The National Republican Senatorial Committee (NRSC) hauled in a record $104.8 million in fundraising last year, the most they have ever raised during an non-election year.
More than 443,000 donors contributed to the group last year, including 170,000 first-time donors, totaling more than two million donations.
Republicans raised $28.6 million from October through December, nearly identical with Democrats.
The Senate is currently divided 50-50 between Republicans and Democrats. However, Democrats hold the upper hand with Kamala Harris serving as the tie-breaking vote.

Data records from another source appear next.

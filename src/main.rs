mod api;
mod audio_store;
mod config;
mod error;
mod greeting;
mod models;
mod outreach;
mod pipeline;
mod store;
mod twilio;

use std::net::SocketAddr;
use std::sync::Arc;
use std::time::Duration;

use axum::extract::{Path, State};
use axum::http::{header, HeaderValue, StatusCode};
use axum::response::{IntoResponse, Response};
use axum::routing::{get, post};
use axum::{middleware, Router};
use tokio_util::sync::CancellationToken;
use tower_http::cors::{AllowOrigin, Any, CorsLayer};
use tower_http::trace::TraceLayer;

use audio_store::AudioStore;
use config::Config;
use outreach::OutreachProcessor;
use pipeline::assistant::Assistant;
use pipeline::conversation::ConversationStore;
use pipeline::gemini::GeminiClient;
use pipeline::llm::OpenAiClient;
use pipeline::stt::SttClient;
use pipeline::tts::TtsClient;
use store::{Repository, SupabaseClient};
use twilio::outbound::TwilioClient;

const VERSION: &str = env!("CARGO_PKG_VERSION");

/// Shared application state accessible from all handlers.
#[derive(Clone)]
pub struct AppState {
    pub config: Config,
    pub stt: Arc<SttClient>,
    pub tts: Arc<TtsClient>,
    pub llm: Arc<OpenAiClient>,
    pub gemini: Arc<GeminiClient>,
    pub twilio: Arc<TwilioClient>,
    pub repo: Arc<Repository>,
    pub assistant: Arc<Assistant>,
    /// Live call sessions, keyed by call_sid.
    pub conversations: ConversationStore,
    /// Synthesized clips served to Twilio's `<Play>`.
    pub audio: AudioStore,
    pub outreach: Arc<OutreachProcessor>,
}

impl AppState {
    pub fn new(config: Config) -> Self {
        let llm = Arc::new(OpenAiClient::new(&config.openai));
        let twilio = Arc::new(TwilioClient::new(&config.twilio));
        let repo = Arc::new(Repository::new(SupabaseClient::new(&config.supabase)));
        let conversations =
            ConversationStore::new(config.call.session_timeout_secs, config.call.max_history);
        let assistant = Arc::new(Assistant::new(
            llm.clone(),
            repo.clone(),
            conversations.clone(),
            config.assistant.name.clone(),
        ));
        let outreach = Arc::new(OutreachProcessor::new(
            repo.clone(),
            twilio.clone(),
            config.outreach.clone(),
            &config.server.external_url,
        ));

        Self {
            stt: Arc::new(SttClient::new(&config.openai)),
            tts: Arc::new(TtsClient::new(&config.elevenlabs)),
            gemini: Arc::new(GeminiClient::new(&config.gemini)),
            audio: AudioStore::new(config.call.audio_ttl_secs),
            llm,
            twilio,
            repo,
            assistant,
            conversations,
            outreach,
            config,
        }
    }
}

fn main() {
    let args: Vec<String> = std::env::args().collect();

    match args.get(1).map(|s| s.as_str()) {
        Some("--process-outreach") => run(process_outreach()),
        Some("--version") => println!("clara-voice {VERSION}"),
        Some("--help") | Some("-h") => print_usage(),
        Some(other) => {
            eprintln!("Unknown option: {other}");
            print_usage();
            std::process::exit(1);
        }
        None => run(server()),
    }
}

fn run(fut: impl std::future::Future<Output = ()>) {
    match tokio::runtime::Runtime::new() {
        Ok(rt) => rt.block_on(fut),
        Err(e) => {
            eprintln!("Failed to create tokio runtime: {e}");
            std::process::exit(1);
        }
    }
}

fn print_usage() {
    println!("clara-voice {VERSION}");
    println!("AI voice receptionist: Twilio calls, bookings and outreach");
    println!();
    println!("Usage: clara-voice [OPTIONS]");
    println!();
    println!("Options:");
    println!("  --process-outreach  Run one outreach batch, print the summary and exit");
    println!("  --version           Print version");
    println!("  --help, -h          Print this help message");
    println!();
    println!("Without options, starts the voice server.");
}

fn init_tracing() {
    tracing_subscriber::fmt()
        .with_env_filter(
            tracing_subscriber::EnvFilter::try_from_default_env()
                .unwrap_or_else(|_| "clara_voice=info,tower_http=info".into()),
        )
        .init();
}

fn load_config() -> Config {
    match Config::load() {
        Ok(c) => c,
        Err(e) => {
            eprintln!("Failed to load config: {e}");
            std::process::exit(1);
        }
    }
}

async fn process_outreach() {
    init_tracing();
    let state = AppState::new(load_config());

    match state.outreach.run_once().await {
        Ok(summary) => match serde_json::to_string_pretty(&summary) {
            Ok(json) => println!("{json}"),
            Err(e) => {
                eprintln!("Failed to encode summary: {e}");
                std::process::exit(1);
            }
        },
        Err(e) => {
            eprintln!("Outreach run failed: {e}");
            std::process::exit(1);
        }
    }
}

async fn server() {
    init_tracing();
    let config = load_config();

    tracing::info!(
        host = %config.server.host,
        port = config.server.port,
        external_url = %config.server.external_url,
        "Starting clara-voice"
    );

    let state = AppState::new(config.clone());
    let cancel = CancellationToken::new();

    let poller = if config.outreach.poll_interval_secs > 0 {
        Some(state.outreach.clone().spawn_poller(
            Duration::from_secs(config.outreach.poll_interval_secs),
            cancel.clone(),
        ))
    } else {
        tracing::info!("Outreach poller disabled, use /api/outreach/process or --process-outreach");
        None
    };

    let app = build_router(state);

    let addr: SocketAddr = match format!("{}:{}", config.server.host, config.server.port).parse() {
        Ok(addr) => addr,
        Err(e) => {
            eprintln!("Invalid server address: {e}");
            std::process::exit(1);
        }
    };

    let listener = match tokio::net::TcpListener::bind(addr).await {
        Ok(l) => l,
        Err(e) => {
            eprintln!("Failed to bind {addr}: {e}");
            std::process::exit(1);
        }
    };
    tracing::info!(%addr, "Listening");

    let shutdown = cancel.clone();
    let served = axum::serve(listener, app)
        .with_graceful_shutdown(async move {
            if let Err(e) = tokio::signal::ctrl_c().await {
                tracing::error!("Failed to listen for Ctrl-C: {e}");
            }
            tracing::info!("Shutting down");
            shutdown.cancel();
        })
        .await;
    if let Err(e) = served {
        tracing::error!("Server error: {e}");
    }

    cancel.cancel();
    if let Some(handle) = poller {
        let _ = handle.await;
    }
}

pub fn build_router(state: AppState) -> Router {
    let api = Router::new()
        .route("/api/chat", post(api::chat::handle_chat))
        .route("/api/gemini", post(api::gemini::handle_gemini))
        .route("/api/tts", post(api::tts::handle_tts))
        .route("/api/realtime/session", post(api::realtime::handle_session))
        .route("/api/call", post(api::outbound::handle_call))
        .route("/api/outreach/process", post(api::outreach::handle_process))
        .route_layer(middleware::from_fn_with_state(
            state.clone(),
            api::auth::require_token,
        ));

    let cors = cors_layer(&state.config.api.allowed_origins);

    Router::new()
        // Twilio webhooks
        .route("/twilio/voice", post(twilio::webhook::handle_voice))
        .route(
            "/twilio/voice/outreach",
            post(twilio::webhook::handle_voice_outreach),
        )
        .route("/twilio/recording", post(twilio::speech::handle_recording))
        .route("/twilio/status", post(twilio::webhook::handle_status))
        // TTS clips fetched by <Play>
        .route("/audio/{id}", get(serve_audio))
        .merge(api)
        .route("/health", get(health))
        .layer(cors)
        .layer(TraceLayer::new_for_http())
        .with_state(state)
}

fn cors_layer(allowed_origins: &[String]) -> CorsLayer {
    let layer = CorsLayer::new().allow_methods(Any).allow_headers(Any);
    if allowed_origins.is_empty() {
        return layer.allow_origin(Any);
    }
    let origins: Vec<HeaderValue> = allowed_origins
        .iter()
        .filter_map(|o| match o.parse() {
            Ok(v) => Some(v),
            Err(_) => {
                tracing::warn!(origin = %o, "Ignoring invalid CORS origin");
                None
            }
        })
        .collect();
    layer.allow_origin(AllowOrigin::list(origins))
}

async fn serve_audio(State(state): State<AppState>, Path(id): Path<String>) -> Response {
    match state.audio.get(&id).await {
        Some(bytes) => ([(header::CONTENT_TYPE, "audio/mpeg")], bytes).into_response(),
        None => (StatusCode::NOT_FOUND, "clip not found or expired").into_response(),
    }
}

async fn health() -> &'static str {
    "ok"
}

#[cfg(test)]
pub(crate) mod test_support {
    use axum::body::Body;
    use axum::http::Request;
    use axum::response::Response;

    use crate::config::tests::test_config;
    use crate::AppState;

    /// State whose vendors and database all point at `base`.
    pub fn test_state(base: &str) -> AppState {
        AppState::new(test_config(base))
    }

    pub fn form_request(path: &str, body: &str) -> Request<Body> {
        Request::post(path)
            .header("content-type", "application/x-www-form-urlencoded")
            .body(Body::from(body.to_string()))
            .unwrap()
    }

    /// JSON POST carrying the test bearer token.
    pub fn api_request(path: &str, body: serde_json::Value) -> Request<Body> {
        Request::post(path)
            .header("content-type", "application/json")
            .header("authorization", "Bearer dash-token")
            .body(Body::from(body.to_string()))
            .unwrap()
    }

    pub async fn body_string(resp: Response) -> String {
        let bytes = axum::body::to_bytes(resp.into_body(), usize::MAX)
            .await
            .unwrap();
        String::from_utf8(bytes.to_vec()).unwrap()
    }
}

#[cfg(test)]
mod tests {
    use super::test_support::test_state;
    use super::*;
    use axum::body::Body;
    use axum::http::Request;
    use tower::ServiceExt;

    #[tokio::test]
    async fn health_is_ok() {
        let resp = build_router(test_state("http://127.0.0.1:9"))
            .oneshot(Request::get("/health").body(Body::empty()).unwrap())
            .await
            .unwrap();
        assert_eq!(resp.status(), StatusCode::OK);
    }

    #[tokio::test]
    async fn serves_stored_audio_and_404s_unknown_ids() {
        let state = test_state("http://127.0.0.1:9");
        let id = state.audio.put(b"ID3clip".to_vec()).await;
        let app = build_router(state);

        let resp = app
            .clone()
            .oneshot(Request::get(format!("/audio/{id}")).body(Body::empty()).unwrap())
            .await
            .unwrap();
        assert_eq!(resp.status(), StatusCode::OK);
        assert_eq!(resp.headers()["content-type"], "audio/mpeg");

        let resp = app
            .oneshot(Request::get("/audio/nope").body(Body::empty()).unwrap())
            .await
            .unwrap();
        assert_eq!(resp.status(), StatusCode::NOT_FOUND);
    }

    #[tokio::test]
    async fn cors_echoes_allowed_origin() {
        let mut state = test_state("http://127.0.0.1:9");
        state.config.api.allowed_origins = vec![
            "https://app.clara.example".to_string(),
            "bad\norigin".to_string(),
        ];
        let resp = build_router(state)
            .oneshot(
                Request::get("/health")
                    .header("origin", "https://app.clara.example")
                    .body(Body::empty())
                    .unwrap(),
            )
            .await
            .unwrap();
        assert_eq!(
            resp.headers()["access-control-allow-origin"],
            "https://app.clara.example"
        );
    }
}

Republicans are defending 20 of the 34 Senate seats up for grabs later this year, including seats in swing states Florida, Iowa, North Carolina, Ohio, Pennsylvania, and Wisconsin.
Republicans are also hoping to flip seats in swing states Arizona, Georgia, Nevada, and New Hampshire.
As both political parties battle to gain a majority in the divided Senate, four Republicans, including pro-Trump impeachment Sens. Richard Burr, R-N.C., and Pat Toomey, R-Pa., will not seek re-election. Sen. Patrick Leahy, D-Vt., is the only Democrat that has announced his retirement.
In the U.S. House, Minority Leader Rep. Kevin McCarthy, R-Calif., raked in $72.4 million last year, another record for an non-election year.
26 House Democrats have already announced their retirements, as Republicans are expected to take control of the lower chamber later this year. 11 House Republicans, including two pro-Trump impeachment Reps. Adam Kinzinger, R-Ill., and Anthony Gonzalez, R-Ohio, are retiring.
Joe Biden also serves as a liability for Democrats, as his growing unpopularity becomes a bigger advantage for Republicans. According to a recent Rasmussen Reports poll, a vast majority of Americans disprove of Biden 40 percent to 59 percent.
Meanwhile, Americans held a favorable view of Donald Trump 51 percent to 47 percent, according to the poll.